**WHAT THE TASK ASKS**
Take the data below and filter it for lines containing the word "Poor"; show each line found.

**Source records**
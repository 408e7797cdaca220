//! Health scoring
//!
//! # Scoring Formula
//!
//! ```text
//! weight    = severity_weight × category_multiplier      (per diagnostic)
//! deduction = 25 × Σ weight / max(file_count, 1)
//! score     = clamp(round(100 − deduction), 0, 100)
//! ```
//!
//! Severity weights: error 3.0, warning 1.5, info 0.5.
//! Category multipliers: security 1.5, architecture 1.0, correctness 1.0,
//! performance 0.75.
//!
//! Any diagnostic caps the score at 89, so 100 and "Excellent" are reserved
//! for a clean scan.
//!
//! # Example
//!
//! 20 files with one security error and two architecture warnings:
//! Σ weight = 4.5 + 1.5 + 1.5 = 7.5, deduction = 25 × 7.5 / 20 = 9.375,
//! score = round(90.625) = 91 → capped to 89 → "Good".

use crate::models::{Diagnostic, Score};

/// Scale applied to the per-file penalty
const PENALTY_SCALE: f64 = 25.0;

/// Highest value a scan with diagnostics can reach
const MAX_WITH_DIAGNOSTICS: u8 = 89;

/// Penalty weight of one diagnostic
pub fn diagnostic_weight(diagnostic: &Diagnostic) -> f64 {
    diagnostic.severity.weight() * diagnostic.category.multiplier()
}

/// Score a set of diagnostics against the number of analyzed files
pub fn score(diagnostics: &[Diagnostic], file_count: usize) -> Score {
    if diagnostics.is_empty() {
        return Score {
            value: 100,
            label: label_for(100).to_string(),
        };
    }

    let raw: f64 = diagnostics.iter().map(diagnostic_weight).sum();
    let deduction = PENALTY_SCALE * raw / file_count.max(1) as f64;
    let value = (100.0 - deduction).round().clamp(0.0, 100.0) as u8;
    let value = value.min(MAX_WITH_DIAGNOSTICS);

    Score {
        value,
        label: label_for(value).to_string(),
    }
}

pub fn label_for(value: u8) -> &'static str {
    match value {
        90.. => "Excellent",
        75..=89 => "Good",
        50..=74 => "Fair",
        _ => "Poor",
    }
}

#[cfg(test)]
mod tests {
    use super::*;
    use crate::models::{Category, Scope, Severity};
    use std::path::PathBuf;

    fn diag(severity: Severity, category: Category) -> Diagnostic {
        Diagnostic {
            file_path: PathBuf::from("src/app.ts"),
            rule_id: format!("{}/test", category),
            category,
            severity,
            message: String::new(),
            help: String::new(),
            line: 1,
            column: 1,
            scope: Scope::File,
            source_context: None,
        }
    }

    #[test]
    fn test_empty_is_perfect_for_any_file_count() {
        for files in [0, 1, 500] {
            let s = score(&[], files);
            assert_eq!(s.value, 100);
            assert_eq!(s.label, "Excellent");
        }
    }

    #[test]
    fn test_any_diagnostic_drops_below_excellent() {
        let s = score(&[diag(Severity::Info, Category::Performance)], 10_000);
        assert_eq!(s.value, 89);
        assert_eq!(s.label, "Good");
    }

    #[test]
    fn test_documented_example() {
        let diagnostics = vec![
            diag(Severity::Error, Category::Security),
            diag(Severity::Warning, Category::Architecture),
            diag(Severity::Warning, Category::Architecture),
        ];
        assert_eq!(score(&diagnostics, 20).value, 89);
        // 25 × 7.5 / 5 = 37.5 → 62.5 rounds to 63
        let s = score(&diagnostics, 5);
        assert_eq!(s.value, 63);
        assert_eq!(s.label, "Fair");
    }

    #[test]
    fn test_monotonic_in_file_count() {
        let diagnostics = vec![
            diag(Severity::Error, Category::Security),
            diag(Severity::Warning, Category::Correctness),
            diag(Severity::Info, Category::Performance),
        ];
        let mut previous = 0;
        for files in 0..200 {
            let value = score(&diagnostics, files).value;
            assert!(value >= previous, "score dropped at {files} files");
            assert!(value <= 100);
            previous = value;
        }
    }

    #[test]
    fn test_clamped_at_zero() {
        let diagnostics: Vec<_> = (0..100)
            .map(|_| diag(Severity::Error, Category::Security))
            .collect();
        let s = score(&diagnostics, 0);
        assert_eq!(s.value, 0);
        assert_eq!(s.label, "Poor");
    }

    #[test]
    fn test_weight_ordering() {
        let error = diagnostic_weight(&diag(Severity::Error, Category::Architecture));
        let warning = diagnostic_weight(&diag(Severity::Warning, Category::Architecture));
        let info = diagnostic_weight(&diag(Severity::Info, Category::Architecture));
        assert!(error > warning && warning > info);

        let security = diagnostic_weight(&diag(Severity::Warning, Category::Security));
        let correctness = diagnostic_weight(&diag(Severity::Warning, Category::Correctness));
        let performance = diagnostic_weight(&diag(Severity::Warning, Category::Performance));
        assert!(security > warning && security > correctness);
        assert!(correctness > performance && warning > performance);
    }

    #[test]
    fn test_labels() {
        assert_eq!(label_for(90), "Excellent");
        assert_eq!(label_for(75), "Good");
        assert_eq!(label_for(50), "Fair");
        assert_eq!(label_for(49), "Poor");
    }
}
//! Modscope - static analysis for decorator-DI TypeScript backends
//!
//! Parses a project's TypeScript sources, reconstructs the module graph and
//! provider wiring, runs rules over both, and scores the result. The same
//! pipeline backs a one-shot batch scan ([`pipeline::scan`]) and an
//! incremental editor session ([`session::ScanSession`]).

pub mod classifier;
pub mod cli;
pub mod config;
pub mod error;
pub mod graph;
pub mod models;
pub mod parsers;
pub mod pipeline;
pub mod providers;
pub mod rules;
pub mod scoring;
pub mod session;

pub use error::{PluginError, ScanError};
pub use pipeline::{scan, ScanReport};
//! Declarative rule plugins
//!
//! A plugin is a TOML file of pattern rules. Loading goes
//! read -> parse -> validate -> build, and every failure comes back as a
//! `PluginError`; nothing user-supplied is executed.
//!
//! ```toml
//! [[rule]]
//! id = "security/no-eval"
//! category = "security"
//! severity = "error"
//! description = "eval() executes arbitrary code"
//! help = "Remove eval() and parse the input explicitly."
//! pattern = '\beval\s*\('
//! ```

use super::base::{FileContext, FileRule, Report, RuleMeta, RuleUnit};
use crate::error::PluginError;
use crate::models::{Category, Scope, Severity};
use anyhow::Result;
use regex::Regex;
use serde::Deserialize;
use std::path::Path;
use tracing::debug;

#[derive(Debug, Deserialize)]
struct PluginFile {
    #[serde(default, rename = "rule")]
    rules: Vec<PluginRuleSpec>,
}

#[derive(Debug, Deserialize)]
struct PluginRuleSpec {
    id: String,
    category: Category,
    severity: Severity,
    description: String,
    #[serde(default)]
    help: String,
    pattern: String,
}

/// Load and validate a plugin file into file rules
pub fn load_plugin(path: &Path) -> Result<Vec<RuleUnit>, PluginError> {
    let content = std::fs::read_to_string(path).map_err(|source| PluginError::Read {
        path: path.to_path_buf(),
        source,
    })?;
    parse_plugin(&content, path)
}

/// Validate plugin content. `origin` is only used in error messages.
pub fn parse_plugin(content: &str, origin: &Path) -> Result<Vec<RuleUnit>, PluginError> {
    let file: PluginFile = toml::from_str(content).map_err(|e| PluginError::Parse {
        path: origin.to_path_buf(),
        message: e.to_string(),
    })?;

    if file.rules.is_empty() {
        return Err(PluginError::Empty(origin.to_path_buf()));
    }

    let mut units = Vec::with_capacity(file.rules.len());
    for spec in file.rules {
        let rule = PatternRule::from_spec(spec)?;
        debug!("Loaded plugin rule {}", rule.meta.id);
        units.push(RuleUnit::file(rule));
    }
    Ok(units)
}

/// A file rule that reports every line matching a regex
pub struct PatternRule {
    meta: RuleMeta,
    pattern: Regex,
}

impl PatternRule {
    fn from_spec(spec: PluginRuleSpec) -> Result<Self, PluginError> {
        let Some((prefix, name)) = spec.id.split_once('/') else {
            return Err(PluginError::InvalidId(spec.id));
        };
        let Some(prefix_category) = Category::parse(prefix) else {
            return Err(PluginError::InvalidId(spec.id));
        };
        let valid_name = !name.is_empty()
            && name
                .chars()
                .all(|c| c.is_ascii_lowercase() || c.is_ascii_digit() || c == '-');
        if !valid_name {
            return Err(PluginError::InvalidId(spec.id));
        }
        if prefix_category != spec.category {
            return Err(PluginError::CategoryMismatch {
                prefix: prefix.to_string(),
                category: spec.category.to_string(),
                id: spec.id,
            });
        }

        let pattern = Regex::new(&spec.pattern).map_err(|e| PluginError::InvalidPattern {
            id: spec.id.clone(),
            message: e.to_string(),
        })?;

        Ok(Self {
            meta: RuleMeta::new(
                spec.id,
                spec.category,
                spec.severity,
                spec.description,
                spec.help,
                Scope::File,
            ),
            pattern,
        })
    }
}

impl FileRule for PatternRule {
    fn meta(&self) -> &RuleMeta {
        &self.meta
    }

    fn check(&self, ctx: &mut FileContext<'_>) -> Result<()> {
        for (i, line) in ctx.unit.source.lines().enumerate() {
            if let Some(m) = self.pattern.find(line) {
                let column = line[..m.start()].chars().count() as u32 + 1;
                ctx.report(Report::new(self.meta.description.clone(), i as u32 + 1, column));
            }
        }
        Ok(())
    }
}

#[cfg(test)]
mod tests {
    use super::*;
    use crate::rules::RuleSet;
    use tempfile::tempdir;

    const VALID: &str = r#"
[[rule]]
id = "security/no-eval"
category = "security"
severity = "error"
description = "eval() executes arbitrary code"
help = "Remove eval()."
pattern = '\beval\s*\('
"#;

    fn origin() -> &'static Path {
        Path::new("plugin.toml")
    }

    #[test]
    fn test_valid_plugin() {
        let units = parse_plugin(VALID, origin()).unwrap();
        assert_eq!(units.len(), 1);
        let meta = units[0].meta();
        assert_eq!(meta.id, "security/no-eval");
        assert_eq!(meta.severity, Severity::Error);
        assert_eq!(meta.scope, Scope::File);
    }

    #[test]
    fn test_validation_failures_are_returned() {
        let bad_id = VALID.replace("security/no-eval", "no-eval");
        assert!(matches!(parse_plugin(&bad_id, origin()), Err(PluginError::InvalidId(_))));

        let unknown_prefix = VALID.replace("security/no-eval", "style/no-eval");
        assert!(matches!(parse_plugin(&unknown_prefix, origin()), Err(PluginError::InvalidId(_))));

        let mismatch = VALID.replace("security/no-eval", "performance/no-eval");
        assert!(matches!(
            parse_plugin(&mismatch, origin()),
            Err(PluginError::CategoryMismatch { .. })
        ));

        let bad_pattern = VALID.replace(r"'\beval\s*\('", "'eval('");
        assert!(matches!(
            parse_plugin(&bad_pattern, origin()),
            Err(PluginError::InvalidPattern { .. })
        ));

        assert!(matches!(parse_plugin("", origin()), Err(PluginError::Empty(_))));
        assert!(matches!(parse_plugin("[[rule]]\nid = 3", origin()), Err(PluginError::Parse { .. })));
    }

    #[test]
    fn test_missing_file() {
        let err = load_plugin(Path::new("/nonexistent/plugin.toml")).err().unwrap();
        assert!(matches!(err, PluginError::Read { .. }));
    }

    #[test]
    fn test_register_plugin_rejects_collisions() {
        let dir = tempdir().unwrap();
        let path = dir.path().join("rules.toml");
        std::fs::write(&path, VALID).unwrap();

        let mut set = RuleSet::builtin();
        assert_eq!(set.register_plugin(&path).unwrap(), 1);
        assert!(set.contains("security/no-eval"));

        let err = set.register_plugin(&path).unwrap_err();
        assert!(matches!(err, PluginError::DuplicateId(_)));
        assert_eq!(set.len(), 9);
    }
}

**SOLUTION BELOW**
        _ => "Poor",
        assert_eq!(s.label, "Poor");
        assert_eq!(label_for(49), "Poor");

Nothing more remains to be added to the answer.